Items from a data source:
# # # # #

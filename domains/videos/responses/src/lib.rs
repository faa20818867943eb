use chrono::{DateTime, Utc};
use serde::{Deserialize, Serialize};
use utoipa::ToSchema;
use video_models::{ModerationStatus, Video};

#[derive(Debug, Clone, PartialEq, Eq, Serialize, Deserialize, ToSchema)]
#[serde(rename_all = "camelCase")]
pub struct VideoResponse {
    pub id: String,
    pub title: String,
    pub description: String,
    pub url: String,
    pub thumbnail: String,
    pub duration: u32,
    pub views: u64,
    pub likes_count: usize,
    pub tags: Vec<String>,
    pub category: String,
    pub uploader: String,
    pub moderation_status: ModerationStatus,
    pub created_at: DateTime<Utc>,
    pub updated_at: DateTime<Utc>,
}

impl From<Video> for VideoResponse {
    fn from(video: Video) -> Self {
        Self {
            likes_count: video.likes.len(),
            id: video.id,
            title: video.title,
            description: video.description,
            url: video.url,
            thumbnail: video.thumbnail,
            duration: video.duration,
            views: video.views,
            tags: video.tags,
            category: video.category,
            uploader: video.uploader,
            moderation_status: video.moderation_status,
            created_at: video.created_at,
            updated_at: video.updated_at,
        }
    }
}

#[derive(Debug, Clone, Copy, PartialEq, Eq, Serialize, Deserialize, ToSchema)]
pub struct Pagination {
    pub page: u32,
    pub limit: u32,
    pub total: usize,
    pub pages: u32,
}

#[derive(Debug, Clone, PartialEq, Eq, Serialize, Deserialize, ToSchema)]
pub struct VideoPage {
    pub videos: Vec<VideoResponse>,
    pub pagination: Pagination,
}

#[derive(Debug, Clone, Copy, PartialEq, Eq, Serialize, Deserialize, ToSchema)]
#[serde(rename_all = "camelCase")]
pub struct LikeResponse {
    pub liked: bool,
    pub likes_count: usize,
}

#[derive(Debug, Clone, PartialEq, Eq, Serialize, Deserialize, ToSchema)]
pub struct RecommendationsResponse {
    pub recommendations: Vec<VideoResponse>,
    pub count: usize,
    pub personalized: bool,
}

impl RecommendationsResponse {
    pub fn new(recommendations: Vec<VideoResponse>, personalized: bool) -> Self {
        Self {
            count: recommendations.len(),
            recommendations,
            personalized,
        }
    }

    /// Keeps the first `limit` picks.
    pub fn truncated(mut self, limit: usize) -> Self {
        self.recommendations.truncate(limit);
        self.count = self.recommendations.len();
        self
    }
}

#[derive(Debug, Clone, PartialEq, Eq, Serialize, Deserialize, ToSchema)]
pub struct MessageResponse {
    pub message: String,
}

impl MessageResponse {
    pub fn new(message: impl Into<String>) -> Self {
        Self {
            message: message.into(),
        }
    }
}

#[cfg(test)]
mod tests {
    use video_models::NewVideo;

    use super::*;

    #[test]
    fn response_counts_likes_and_uses_camel_case() {
        let mut video = Video::from_new(NewVideo {
            title: "Clip".into(),
            url: "https://cdn/clip.mp4".into(),
            uploader: "u1".into(),
            ..NewVideo::default()
        });
        video.toggle_like("u2");

        let json = serde_json::to_value(VideoResponse::from(video)).unwrap();

        assert_eq!(json["likesCount"], 1);
        assert_eq!(json["moderationStatus"], "pending");
        assert!(json.get("createdAt").is_some());
    }

    #[test]
    fn truncation_updates_count() {
        let response = RecommendationsResponse::new(Vec::new(), true).truncated(3);

        assert_eq!(response.count, 0);
        assert!(response.personalized);
    }
}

# # # # #

Return all the lines shown above, precisely as they stand.

▶ _Answer to this problem_:
filename domains/videos/responses/src/lib.rs
repository faa20818867943eb
use chrono::{DateTime, Utc};
use serde::{Deserialize, Serialize};
use utoipa::ToSchema;
use video_models::{ModerationStatus, Video};

#[derive(Debug, Clone, PartialEq, Eq, Serialize, Deserialize, ToSchema)]
#[serde(rename_all = "camelCase")]
pub struct VideoResponse {
    pub id: String,
    pub title: String,
    pub description: String,
    pub url: String,
    pub thumbnail: String,
    pub duration: u32,
    pub views: u64,
    pub likes_count: usize,
    pub tags: Vec<String>,
    pub category: String,
    pub uploader: String,
    pub moderation_status: ModerationStatus,
    pub created_at: DateTime<Utc>,
    pub updated_at: DateTime<Utc>,
}

impl From<Video> for VideoResponse {
    fn from(video: Video) -> Self {
        Self {
            likes_count: video.likes.len(),
            id: video.id,
            title: video.title,
            description: video.description,
            url: video.url,
            thumbnail: video.thumbnail,
            duration: video.duration,
            views: video.views,
            tags: video.tags,
            category: video.category,
            uploader: video.uploader,
            moderation_status: video.moderation_status,
            created_at: video.created_at,
            updated_at: video.updated_at,
        }
    }
}

#[derive(Debug, Clone, Copy, PartialEq, Eq, Serialize, Deserialize, ToSchema)]
pub struct Pagination {
    pub page: u32,
    pub limit: u32,
    pub total: usize,
    pub pages: u32,
}

#[derive(Debug, Clone, PartialEq, Eq, Serialize, Deserialize, ToSchema)]
pub struct VideoPage {
    pub videos: Vec<VideoResponse>,
    pub pagination: Pagination,
}

#[derive(Debug, Clone, Copy, PartialEq, Eq, Serialize, Deserialize, ToSchema)]
#[serde(rename_all = "camelCase")]
pub struct LikeResponse {
    pub liked: bool,
    pub likes_count: usize,
}

#[derive(Debug, Clone, PartialEq, Eq, Serialize, Deserialize, ToSchema)]
pub struct RecommendationsResponse {
    pub recommendations: Vec<VideoResponse>,
    pub count: usize,
    pub personalized: bool,
}

impl RecommendationsResponse {
    pub fn new(recommendations: Vec<VideoResponse>, personalized: bool) -> Self {
        Self {
            count: recommendations.len(),
            recommendations,
            personalized,
        }
    }

    /// Keeps the first `limit` picks.
    pub fn truncated(mut self, limit: usize) -> Self {
        self.recommendations.truncate(limit);
        self.count = self.recommendations.len();
        self
    }
}

#[derive(Debug, Clone, PartialEq, Eq, Serialize, Deserialize, ToSchema)]
pub struct MessageResponse {
    pub message: String,
}

impl MessageResponse {
    pub fn new(message: impl Into<String>) -> Self {
        Self {
            message: message.into(),
        }
    }
}

#[cfg(test)]
mod tests {
    use video_models::NewVideo;

    use super::*;

    #[test]
    fn response_counts_likes_and_uses_camel_case() {
        let mut video = Video::from_new(NewVideo {
            title: "Clip".into(),
            url: "https://cdn/clip.mp4".into(),
            uploader: "u1".into(),
            ..NewVideo::default()
        });
        video.toggle_like("u2");

        let json = serde_json::to_value(VideoResponse::from(video)).unwrap();

        assert_eq!(json["likesCount"], 1);
        assert_eq!(json["moderationStatus"], "pending");
        assert!(json.get("createdAt").is_some());
    }

    #[test]
    fn truncation_updates_count() {
        let response = RecommendationsResponse::new(Vec::new(), true).truncated(3);

        assert_eq!(response.count, 0);
        assert!(response.personalized);
    }
}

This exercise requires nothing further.